Sabe-se que Fidel mora onde estão los pinos, como dizem os vizinhos. Los pinos, são, em português, os eucaliptos que se destacam entre árvores menores, na paisagem de uma grande fazenda. É por ali, em lugar indefinido, sem acesso a estrangeiros ou cubanos comuns, que habita o comandante. Debaixo da copa dos mesmos eucaliptos estariam casas de oficiais que lutaram com Fidel em Sierra Maestra. Mais próximo do local onde os cubanos acreditam que o ex-presidente viva, há residências maiores, elegantes, habitadas por médicos e dirigentes do Partido Comunista. Há um hospital, o Cimeq, e várias escolas, algumas inauguradas pelo próprio Fidel. Até anos atrás, a região era conhecida apenas por abrigar a casa do comandante. Nos arredores, havia terrenos baldios e lixo. Graças a uma parceria com o governo venezuelano de Hugo Chávez, o cenário mudou: há novas avenidas, plantações de moranga (Fidel teria uma delas), tomate e alface. Também foi construído com dinheiro venezuelano uma grande unidade de reabilitação de crianças, o Centro Internacional de Saúde.

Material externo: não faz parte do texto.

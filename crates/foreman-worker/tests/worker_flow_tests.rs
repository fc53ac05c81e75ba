//! Full pipeline exercise: PM schedules a task, an executing worker picks
//! it up and succeeds, a distinct reviewer approves it, and the task lands
//! in done, all over the shared broker, with signed prompts end to end.

use std::collections::HashMap;
use std::sync::{Arc, Mutex};

use anyhow::Result;
use async_trait::async_trait;
use foreman_core::broker::{
    MemoryBroker, StreamBroker, GROUP_PM, GROUP_REVIEWERS, GROUP_WORKERS, TASKS_QA, TASKS_QUEUE,
    TASKS_RESULTS,
};
use foreman_core::db::Db;
use foreman_core::envelope::PromptSigner;
use foreman_core::orchestrator::PmOrchestrator;
use foreman_core::registry::WorkerRegistry;
use foreman_core::state::TaskStateMachine;
use foreman_core::types::{NewTask, TaskPriority, TaskStatus, WorkerStatus};
use foreman_worker::agent::{Registration, WorkerAgent};
use foreman_worker::broker_client::HttpBroker;
use foreman_worker::config::WorkerConfig;
use foreman_worker::consumer::TaskConsumer;
use foreman_worker::executor::{ExecutionResult, Executor, ReviewResult};
use uuid::Uuid;

const SECRET: &str = "fleet-secret";

struct ScriptedExecutor {
    seen_prompts: Mutex<Vec<String>>,
}

#[async_trait]
impl Executor for ScriptedExecutor {
    async fn execute(&self, prompt: &str, _task_id: &str) -> Result<ExecutionResult> {
        self.seen_prompts.lock().unwrap().push(prompt.to_string());
        Ok(ExecutionResult {
            success: true,
            output_path: None,
            error_message: None,
            stdout: "done".to_string(),
            stderr: String::new(),
        })
    }

    async fn review(&self, prompt: &str, _task_id: &str) -> Result<ReviewResult> {
        self.seen_prompts.lock().unwrap().push(prompt.to_string());
        Ok(ReviewResult {
            passed: true,
            feedback: "PASS: verified".to_string(),
            error_message: None,
        })
    }
}

fn worker_config() -> WorkerConfig {
    WorkerConfig {
        server_url: "http://127.0.0.1:1".to_string(),
        worker_name: String::new(),
        executor_type: "claude-code".to_string(),
        executor_cmd: String::new(),
        workspace_dir: "/tmp".to_string(),
        heartbeat_interval_s: 30,
        registration_token: String::new(),
        prompt_secret: SECRET.to_string(),
        execute_timeout_s: 60,
        duration_s: 0,
    }
}

async fn make_consumer(
    broker: &Arc<MemoryBroker>,
    worker_id: Uuid,
) -> (Arc<TaskConsumer>, Arc<ScriptedExecutor>) {
    let http = Arc::new(HttpBroker::new("http://127.0.0.1:1").unwrap());
    let agent = Arc::new(WorkerAgent::new(worker_config(), Arc::clone(&http)).unwrap());
    agent
        .set_registration(Registration {
            worker_id,
            token: "t".to_string(),
            heartbeat_interval: 30,
        })
        .await;
    let executor = Arc::new(ScriptedExecutor {
        seen_prompts: Mutex::new(Vec::new()),
    });
    let consumer = Arc::new(TaskConsumer::new(
        Arc::clone(broker) as Arc<dyn StreamBroker>,
        agent,
        Arc::clone(&executor) as Arc<dyn Executor>,
        Some(PromptSigner::new(SECRET)),
    ));
    (consumer, executor)
}

#[tokio::test]
async fn task_travels_from_ready_to_done_across_the_fleet() {
    let db = Arc::new({
        let db = Db::open_in_memory().unwrap();
        db.migrate().unwrap();
        db
    });
    let broker = Arc::new(MemoryBroker::new(30));
    broker.initialize().await.unwrap();
    let registry = Arc::new(WorkerRegistry::new(60, 86_400));
    let state = Arc::new(
        TaskStateMachine::new(Arc::clone(&db), Arc::clone(&broker) as Arc<dyn StreamBroker>)
            .with_signer(PromptSigner::new(SECRET)),
    );

    let project = db.insert_project("demo", "", "").unwrap();
    let phase = db
        .insert_phase(project.id, "core", None, "phase-1-core", 1)
        .unwrap();

    let (executor_rec, _) = registry
        .register("executor", "linux", vec!["native".to_string()], "claude-code")
        .await;
    let (reviewer_rec, _) = registry
        .register("reviewer", "linux", vec!["native".to_string()], "claude-code")
        .await;

    let pm = PmOrchestrator::new(
        project.id,
        Arc::clone(&db),
        Arc::clone(&broker) as Arc<dyn StreamBroker>,
        Arc::clone(&registry),
        Arc::clone(&state),
        1,
        200,
    );

    let task = db
        .create_task(&NewTask {
            project_id: project.id,
            phase_id: phase.id,
            title: "implement login".to_string(),
            description: None,
            priority: TaskPriority::High,
            depends_on: vec![],
            worker_prompt: Some("write the login handler".to_string()),
            qa_prompt: Some("review the login handler".to_string()),
            branch_name: None,
        })
        .unwrap();

    // PM queues the ready task (two idle workers are available).
    pm.schedule_pass().await.unwrap();
    assert_eq!(
        db.get_task(task.id).unwrap().unwrap().status,
        TaskStatus::Queued
    );

    // The executing worker claims the queue message; the PM records who
    // took it.
    let (exec_consumer, exec_executor) = make_consumer(&broker, executor_rec.id).await;
    let work = broker
        .consume(
            TASKS_QUEUE,
            GROUP_WORKERS,
            &executor_rec.id.to_string(),
            1,
            500,
        )
        .await
        .unwrap();
    assert_eq!(work.len(), 1);
    state
        .transition(
            task.id,
            TaskStatus::InProgress,
            Some("claimed"),
            "pm",
            Some(&serde_json::json!({ "worker_id": executor_rec.id.to_string() })),
            None,
        )
        .await
        .unwrap();
    registry.set_busy(executor_rec.id, task.id).await;

    exec_consumer.process_task(&work[0], executor_rec.id).await;
    assert_eq!(
        exec_executor.seen_prompts.lock().unwrap().as_slice(),
        ["write the login handler"]
    );

    // PM consumes the execution result and assigns the other worker.
    let results = broker
        .consume(TASKS_RESULTS, GROUP_PM, "pm-0", 1, 500)
        .await
        .unwrap();
    pm.process_result(&results[0]).await.unwrap();
    broker
        .ack(TASKS_RESULTS, GROUP_PM, &results[0].id)
        .await
        .unwrap();

    let in_review = db.get_task(task.id).unwrap().unwrap();
    assert_eq!(in_review.status, TaskStatus::Review);
    assert_eq!(in_review.worker_id, Some(executor_rec.id));
    assert_eq!(in_review.reviewer_id, Some(reviewer_rec.id));
    assert_eq!(
        registry.get(reviewer_rec.id).await.unwrap().status,
        WorkerStatus::Busy
    );

    // The reviewer picks up the QA message and approves.
    let (qa_consumer, qa_executor) = make_consumer(&broker, reviewer_rec.id).await;
    let qa = broker
        .consume(
            TASKS_QA,
            GROUP_REVIEWERS,
            &reviewer_rec.id.to_string(),
            1,
            500,
        )
        .await
        .unwrap();
    assert_eq!(qa.len(), 1);
    qa_consumer.process_qa(&qa[0], reviewer_rec.id).await;
    assert_eq!(
        qa_executor.seen_prompts.lock().unwrap().as_slice(),
        ["review the login handler"]
    );

    let verdicts = broker
        .consume(TASKS_RESULTS, GROUP_PM, "pm-0", 1, 500)
        .await
        .unwrap();
    pm.process_result(&verdicts[0]).await.unwrap();

    let done = db.get_task(task.id).unwrap().unwrap();
    assert_eq!(done.status, TaskStatus::Done);
    assert!(done.completed_at.is_some());
    assert_eq!(
        registry.get(reviewer_rec.id).await.unwrap().status,
        WorkerStatus::Idle
    );

    // Full ledger: creation, queued, in_progress, review, done.
    let history: Vec<HashMap<String, String>> = db
        .list_history(task.id)
        .unwrap()
        .iter()
        .map(|h| {
            HashMap::from([
                ("from".to_string(), h.from_status.to_string()),
                ("to".to_string(), h.to_status.to_string()),
            ])
        })
        .collect();
    assert_eq!(history.len(), 5);
    assert_eq!(history[4].get("to").map(String::as_str), Some("done"));
}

Ontem pela manhã, enquanto o carro da reportagem de ZH percorria a área, uma zona rural em plena Havana, havia um policial ou militar a cada dois quilômetros. Ninguém pediu identificação. Um dos soldados orientou a não tirar fotos. É uma área com unidades militares, a principal delas o quartel da guarda pessoal de Fidel, cuja entrada, na Quinta Avenida, uma das principais de Havana, tinha ontem oito militares ao portão.

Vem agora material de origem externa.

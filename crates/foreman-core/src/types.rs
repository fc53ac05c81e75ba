use std::collections::HashMap;

use chrono::{DateTime, Utc};
use serde::{Deserialize, Serialize};
use uuid::Uuid;

// ── Status Enums ─────────────────────────────────────────────────────────

#[derive(Debug, Clone, Copy, PartialEq, Eq, Hash, Serialize, Deserialize)]
#[serde(rename_all = "snake_case")]
pub enum ProjectStatus {
    Design,
    Active,
    Paused,
    Completed,
}

#[derive(Debug, Clone, Copy, PartialEq, Eq, Hash, Serialize, Deserialize)]
#[serde(rename_all = "snake_case")]
pub enum PhaseStatus {
    Pending,
    Active,
    Completed,
}

/// The eight task states. `Rejected` is recoverable (back to `Ready`);
/// `Done` is the happy-path terminal.
#[derive(Debug, Clone, Copy, PartialEq, Eq, Hash, Serialize, Deserialize)]
#[serde(rename_all = "snake_case")]
pub enum TaskStatus {
    Waiting,
    Ready,
    Queued,
    InProgress,
    Review,
    Done,
    Rejected,
    Blocked,
}

impl TaskStatus {
    pub fn as_str(self) -> &'static str {
        match self {
            Self::Waiting => "waiting",
            Self::Ready => "ready",
            Self::Queued => "queued",
            Self::InProgress => "in_progress",
            Self::Review => "review",
            Self::Done => "done",
            Self::Rejected => "rejected",
            Self::Blocked => "blocked",
        }
    }

    pub fn parse(s: &str) -> Option<Self> {
        match s {
            "waiting" => Some(Self::Waiting),
            "ready" => Some(Self::Ready),
            "queued" => Some(Self::Queued),
            "in_progress" => Some(Self::InProgress),
            "review" => Some(Self::Review),
            "done" => Some(Self::Done),
            "rejected" => Some(Self::Rejected),
            "blocked" => Some(Self::Blocked),
            _ => None,
        }
    }

    /// Allowed target states from this state. Anything not listed is refused.
    pub fn allowed_transitions(self) -> &'static [TaskStatus] {
        match self {
            Self::Waiting => &[Self::Ready, Self::Blocked],
            Self::Ready => &[Self::Queued],
            Self::Queued => &[Self::InProgress],
            Self::InProgress => &[Self::Review, Self::Rejected],
            Self::Review => &[Self::Done, Self::Rejected],
            Self::Done => &[Self::Rejected],
            Self::Rejected => &[Self::Ready],
            Self::Blocked => &[Self::Ready],
        }
    }

    pub fn can_transition(self, to: TaskStatus) -> bool {
        self.allowed_transitions().contains(&to)
    }
}

impl std::fmt::Display for TaskStatus {
    fn fmt(&self, f: &mut std::fmt::Formatter<'_>) -> std::fmt::Result {
        f.write_str(self.as_str())
    }
}

#[derive(Debug, Clone, Copy, PartialEq, Eq, Hash, Serialize, Deserialize)]
#[serde(rename_all = "lowercase")]
pub enum TaskPriority {
    Critical,
    High,
    Medium,
    Low,
}

impl TaskPriority {
    pub fn as_str(self) -> &'static str {
        match self {
            Self::Critical => "critical",
            Self::High => "high",
            Self::Medium => "medium",
            Self::Low => "low",
        }
    }

    pub fn parse(s: &str) -> Option<Self> {
        match s {
            "critical" => Some(Self::Critical),
            "high" => Some(Self::High),
            "medium" => Some(Self::Medium),
            "low" => Some(Self::Low),
            _ => None,
        }
    }

    /// Scheduling rank, critical first.
    pub fn rank(self) -> u8 {
        match self {
            Self::Critical => 0,
            Self::High => 1,
            Self::Medium => 2,
            Self::Low => 3,
        }
    }
}

#[derive(Debug, Clone, Copy, PartialEq, Eq, Serialize, Deserialize)]
#[serde(rename_all = "lowercase")]
pub enum WorkerStatus {
    Idle,
    Busy,
    Offline,
}

impl WorkerStatus {
    pub fn as_str(self) -> &'static str {
        match self {
            Self::Idle => "idle",
            Self::Busy => "busy",
            Self::Offline => "offline",
        }
    }
}

// ── Persistent Records ───────────────────────────────────────────────────

/// Root of the work tree, produced by the design-finalize flow.
#[derive(Debug, Clone, Serialize, Deserialize)]
pub struct Project {
    pub id: Uuid,
    pub name: String,
    pub description: String,
    /// Repository the git collaborator operates on (empty = VCS disabled).
    pub repo_path: String,
    pub status: ProjectStatus,
    pub created_at: DateTime<Utc>,
    pub updated_at: DateTime<Utc>,
}

/// Ordered sibling under a project; each phase owns a git branch.
#[derive(Debug, Clone, Serialize, Deserialize)]
pub struct Phase {
    pub id: Uuid,
    pub project_id: Uuid,
    pub name: String,
    pub description: Option<String>,
    pub branch_name: String,
    pub order_index: i64,
    pub status: PhaseStatus,
    pub created_at: DateTime<Utc>,
}

/// The unit of execution.
#[derive(Debug, Clone, Serialize, Deserialize)]
pub struct Task {
    pub id: Uuid,
    pub project_id: Uuid,
    pub phase_id: Uuid,
    pub title: String,
    pub description: Option<String>,
    pub status: TaskStatus,
    pub priority: TaskPriority,
    /// Instruction payload handed to the executing worker.
    pub worker_prompt: Option<String>,
    /// Instruction payload handed to the reviewer.
    pub qa_prompt: Option<String>,
    /// Ids of tasks that must reach `done` before this one is runnable.
    pub depends_on: Vec<Uuid>,
    pub branch_name: Option<String>,
    /// Set when the task completed and a commit was recorded; cleared on
    /// reject-with-revert.
    pub commit_hash: Option<String>,
    pub worker_id: Option<Uuid>,
    pub reviewer_id: Option<Uuid>,
    pub qa_result: Option<String>,
    pub output_path: Option<String>,
    pub error_message: Option<String>,
    /// Optimistic-locking counter; strictly increases on every mutation.
    pub version: i64,
    pub created_at: DateTime<Utc>,
    pub updated_at: DateTime<Utc>,
    pub started_at: Option<DateTime<Utc>>,
    pub completed_at: Option<DateTime<Utc>>,
}

/// Append-only ledger row; exactly one per observed transition.
#[derive(Debug, Clone, Serialize, Deserialize)]
pub struct TaskHistory {
    pub id: i64,
    pub task_id: Uuid,
    pub from_status: TaskStatus,
    pub to_status: TaskStatus,
    /// Principal that caused the transition ("user", "system", "pm", worker id).
    pub actor: String,
    pub reason: Option<String>,
    pub extra: Option<serde_json::Value>,
    pub timestamp: DateTime<Utc>,
}

/// Admin-minted token gating worker registration.
#[derive(Debug, Clone, Serialize, Deserialize)]
pub struct RegistrationToken {
    pub id: Uuid,
    pub token: String,
    pub name: String,
    pub created_at: DateTime<Utc>,
    pub expires_at: Option<DateTime<Utc>>,
    pub revoked: bool,
}

// ── Ephemeral Records ────────────────────────────────────────────────────

/// A worker as seen by the registry. Never persisted with tasks: presence
/// is TTL-based and disappears when heartbeats stop.
#[derive(Debug, Clone, Serialize, Deserialize)]
pub struct WorkerRecord {
    pub id: Uuid,
    pub name: String,
    pub platform: String,
    pub capabilities: Vec<String>,
    pub executor_type: String,
    pub status: WorkerStatus,
    pub current_task_id: Option<Uuid>,
}

// ── Inputs ───────────────────────────────────────────────────────────────

/// Creation input for a task. Initial status is derived: `waiting` when
/// `depends_on` is non-empty, else `ready`.
#[derive(Debug, Clone, Deserialize)]
pub struct NewTask {
    pub project_id: Uuid,
    pub phase_id: Uuid,
    pub title: String,
    #[serde(default)]
    pub description: Option<String>,
    pub priority: TaskPriority,
    #[serde(default)]
    pub depends_on: Vec<Uuid>,
    #[serde(default)]
    pub worker_prompt: Option<String>,
    #[serde(default)]
    pub qa_prompt: Option<String>,
    #[serde(default)]
    pub branch_name: Option<String>,
}

/// Field updates allowed while a task is still `waiting` or `ready`.
/// Deserialized straight from client requests: only descriptive fields
/// belong here. Assignment and lifecycle state (worker_id, reviewer_id,
/// status, timestamps) must go through the state machine, which
/// re-validates them.
#[derive(Debug, Clone, Default, Deserialize)]
pub struct TaskFieldUpdate {
    pub title: Option<String>,
    pub description: Option<String>,
    pub priority: Option<TaskPriority>,
    pub worker_prompt: Option<String>,
    pub qa_prompt: Option<String>,
    pub expected_version: Option<i64>,
}

// ── Transition Output ────────────────────────────────────────────────────

/// One dependent re-classified by a cascade (promote on done, block on
/// rejected). Carried out of the transition so board events can be emitted
/// after commit.
#[derive(Debug, Clone)]
pub struct CascadedTransition {
    pub task_id: Uuid,
    pub project_id: Uuid,
    pub from: TaskStatus,
    pub to: TaskStatus,
    pub reason: String,
}

/// Result of a committed state transition.
#[derive(Debug, Clone)]
pub struct TransitionOutcome {
    pub task: Task,
    pub from: TaskStatus,
    pub cascades: Vec<CascadedTransition>,
}

// ── Stream Payloads ──────────────────────────────────────────────────────

/// A result message published by a worker on `tasks:results`.
///
/// Wire form is the flat string map of the broker; this is the typed view
/// the PM dispatches on.
#[derive(Debug, Clone)]
pub struct TaskResult {
    pub task_id: Uuid,
    pub worker_id: Option<Uuid>,
    pub kind: ResultKind,
}

#[derive(Debug, Clone)]
pub enum ResultKind {
    Execution {
        success: bool,
        output_path: Option<String>,
        error_message: Option<String>,
    },
    Qa {
        passed: bool,
        feedback: String,
        error_message: Option<String>,
    },
}

impl TaskResult {
    /// Decode a result from broker fields. Returns None when `task_id` is
    /// missing or malformed; such messages are logged and acked by the PM.
    pub fn from_fields(fields: &HashMap<String, String>) -> Option<Self> {
        let task_id = Uuid::parse_str(fields.get("task_id")?.as_str()).ok()?;
        let worker_id = fields
            .get("worker_id")
            .and_then(|w| Uuid::parse_str(w).ok());
        let kind = match fields.get("type").map(String::as_str) {
            Some("qa") => ResultKind::Qa {
                passed: fields.get("passed").map(String::as_str) == Some("true"),
                feedback: fields.get("feedback").cloned().unwrap_or_default(),
                error_message: fields.get("error_message").filter(|s| !s.is_empty()).cloned(),
            },
            _ => ResultKind::Execution {
                success: fields.get("success").map(String::as_str) == Some("true"),
                output_path: fields.get("output_path").filter(|s| !s.is_empty()).cloned(),
                error_message: fields.get("error_message").filter(|s| !s.is_empty()).cloned(),
            },
        };
        Some(Self { task_id, worker_id, kind })
    }
}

Saber que Fidel mora em alguma parte “onde estão os pinos” alimenta o mito em torno do homem que, há 50 anos, liderou os rebeldes contra a tirania de Fulgencio Batista, implantou o socialismo na ilha, inspirou a esquerda mundial e terminou o século 20 como um dos ditadores mais controversos do planeta.
Aos 88 anos, não aparece em público. É uma entidade viva:
– Muitos pensam que morreu, mas está vivo – diz outro morador.
Fidel passou o poder ao irmão, Raúl, em 2008, após adoecer em 2006. Mantém-se presente por meio de textos nos jornais oficiais e raras aparições em fotos com presidentes que o visitam. Dizem os vizinhos que, até adoecer, era visto pelo bairro.
– Andava com sua bengala, acompanhado de seguranças a caminho de uma escola ou do hospital Cimeq – conta uma mulher.
Outro dos vizinhos de Fidel, que atuou por oito anos no Conselho de Estado, lembra que chegou perto do comandante em duas ocasiões: uma, na Marina Hemingway, ali perto. Fidel lia o jornal. Na outra ocasião, depois de ter deixado o conselho, foi autorizado a entrar nas dependências da fazenda de Fidel para consertar uma porta. Era homem de confiança.
O que o comandante pensa do acordo com os EUA? Por que está calado nesses dias? Estaria com a saúde tão debilitada que suas opiniões não teriam mais peso político? São perguntas que o mundo se faz, mas que, em Cuba, os moradores não parecem se importar.
– Fidel e Raúl certamente conversaram sobre isso antes da tomada da decisão – diz um dos vizinhos.
– Raúl não faz nada sem consultar Fidel – afirma outro.
– Quem manda hoje é Raúl –reitera um terceiro.
Qualquer debate só aumenta a aura de mistério em tordo de Fidel, de Raúl e do futuro de Cuba.